Most of us learn Python as an **Object Oriented** language, using classes to build programs. The code is written in an **imperative** (procedural) manner, meaning we tell the program **how** to do something, usually in detailed steps. **Functional Programming** on the other hand is done in a **declaritive** manner, meaning we tell the program **what** needs to be done.

Python is a **general purpose** language, meaning it can be written using multiple paradigms. As a data scientist, you may find that some things are more easily accomplished using functional programming techniques. Some libraries also incorporate these features. The biggest use case is PySpark where most of the code follows a functional paradigm. This is because Spark is written in **Scala**, the functional programming version of **Java**. Parallel computing code is usually easier and safer to write this way because it doesn't rely on sequentially manipulating the data.

For a more detailed look at Python's functional programming features, visit their docs at: https://docs.python.org/3/howto/functional.html

### $\omega$ 1.5.1 Lambda Functions

A **lambda** (or **anonymous**) function is a function that's not bound to a name. In Python, functions are objects, so they they can be passed into other functions as a parameter. It's often convienent to define this function inside the parameter if it's simple and only needs to be used once.

In [124]:
# regular functions
def apply_to_ten(func):
    return func(10)

def add_one(x):
    return x + 1

apply_to_ten(add_one)

11

In [125]:
# lambda function
apply_to_ten(lambda x: x + 1)

11

### $\omega$ 1.5.2 `map()` Functions

A common pattern in Python is looping over a collection of items. This is done in a **procedural** way (defining **how** to accomplish the task).

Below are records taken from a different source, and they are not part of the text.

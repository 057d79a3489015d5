//! Clock Adapters.

use chrono::{Local, NaiveDate};

use crate::ports::Clock;

/// Reads the date from the system clock in the local time zone.
#[derive(Debug, Clone, Copy, Default)]
pub struct SystemClock;

impl Clock for SystemClock {
    fn today(&self) -> NaiveDate {
        Local::now().date_naive()
    }
}

/// Always reports the same date. For tests.
#[derive(Debug, Clone, Copy)]
pub struct FixedClock(pub NaiveDate);

impl Clock for FixedClock {
    fn today(&self) -> NaiveDate {
        self.0
    }
}
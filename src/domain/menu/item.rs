//! Menu item descriptors understood by the rendering sink.

use serde::Serialize;

/// One line (or separator) of the status-bar menu.
#[derive(Debug, Clone, PartialEq, Eq, Serialize)]
#[serde(tag = "type", rename_all = "snake_case")]
pub enum MenuItem {
    Text(TextItem),
    Separator,
}

/// A text entry with optional styling.
///
/// `text` may span several lines; renderers decide how to split it.
#[derive(Debug, Clone, PartialEq, Eq, Default, Serialize)]
pub struct TextItem {
    pub text: String,
    #[serde(skip_serializing_if = "Option::is_none")]
    pub color: Option<String>,
    #[serde(skip_serializing_if = "Option::is_none")]
    pub href: Option<String>,
    #[serde(skip_serializing_if = "Option::is_none")]
    pub dropdown: Option<bool>,
}

impl TextItem {
    /// Creates an unstyled text item.
    pub fn new(text: impl Into<String>) -> Self {
        Self {
            text: text.into(),
            ..Default::default()
        }
    }

    /// Sets the text colour.
    pub fn with_color(mut self, color: impl Into<String>) -> Self {
        self.color = Some(color.into());
        self
    }

    /// Makes the item a link.
    pub fn with_href(mut self, href: impl Into<String>) -> Self {
        self.href = Some(href.into());
        self
    }

    /// Controls whether the item also shows in the dropdown.
    pub fn with_dropdown(mut self, dropdown: bool) -> Self {
        self.dropdown = Some(dropdown);
        self
    }
}

impl From<TextItem> for MenuItem {
    fn from(item: TextItem) -> Self {
        MenuItem::Text(item)
    }
}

For example if we want to square all the numbers in a list, the steps would be:
- Create an empty list `squared`
- Loop over the list of numbers
- for each number square it
- append the result to `squared`
- return `squared`

To accomplish the same task using functional programming, we use a **declarative** approach (defining **what** the results should look like). In this case:
- return a list with a `squarer` function applied to each element

In [19]:
lst = range(10)

In [20]:
def squarer(x):
    return x**2

list(map(squarer, lst))

[0, 1, 4, 9, 16, 25, 36, 49, 64, 81]

In [23]:
square = map(squarer, lst)

In [26]:
list(lst)

[0, 1, 2, 3, 4, 5, 6, 7, 8, 9]

In [30]:
square.__next__()

16

In [129]:
# With a lambda function
list(map(lambda x: x**2, lst))

[0, 1, 4, 9, 16, 25, 36, 49, 64, 81]

**Note**
> In functional programming, there is the idea of **lazy evaluation**, this means a list isn't computed until absolutely necessary. In Python this is called an iterator, which is what a `map object` is. We use `list` to compute the whole thing. We can demonstrate this concept by evaluating one element at a time using the `__next__` method. All iterators have this method.

In [130]:
squared_map = map(lambda x: x**2, lst)

squared_map

<map at 0x117f02860>

In [134]:
# Run multiple times to compute each element
squared_map.__next__()

9

### $\omega$ 1.5.3 `filter()` Functions
Another common pattern, is filtering a list. **Procedurally** the steps are:
- Create an empty list, `filtered`
- Loop through every number
- If the number is greater than two,
- Append the number to `filtered`
- return `filtered`

In [135]:
lst = range(10)

filtered = []
for x in lst:
    if x > 6:
        filtered.append(x)

filtered

[7, 8, 9]

In [136]:
# As a list comprehension
lst = range(10)

[x for x in lst if x > 6]

[7, 8, 9]

In [137]:
# map()
lst = range(10)

list(filter(lambda x: x > 6, lst))

[7, 8, 9]

### $\omega$ 1.5.4 `reduce()` Functions
Another common pattern in Python is accumulating many values into one value. For example, to compute a sum, we could do:
- Create an accumulator (`summed`) set to zero
- For every number in the list,
- Replace the value of `summed` with the previous value of `summed` plus the number
- Returned `summed`

In [64]:
summed = 0
for x in lst:
    summed += x

summed

45

Using functional programming, we first import `reduce` from the built-in `functools` library. `reduce` works simililarly to the way we sum computed above. It uses a function of two parameters, on each element where the first parameter is the accumulator, and the second is the current value. In this case, `x` is the accumulator and `y` is the current element. So it `x + y` means add every element `y` to the total `x` at each iteration.

In [65]:
from functools import reduce

reduce(lambda x, y: x + y, lst)

45

---
# <font color='#347B98'> 2. Modules

### $\delta$ Script vs Module

**Script**
- If you quit from the Python interpreter and enter it again, the definitions you have made (functions and variables) are lost. Therefore, if you want to write a somewhat longer program, you are better off using a text editor to prepare the input for the interpreter and running it with that file as input instead. This is known as creating a **`script`**. 

**Module**
- As your program gets longer, you may want to split it into several files for easier maintenance. You may also want to use a handy function that you’ve written in several programs without copying its definition into each program. To support this, Python has a way to put definitions in a file and use them in a script or in an interactive instance of the interpreter. Such a file is called a **`module`**; `definitions from a module can be imported into other modules or into the main module` (the collection of variables that you have access to in a script executed at the top level and in calculator mode).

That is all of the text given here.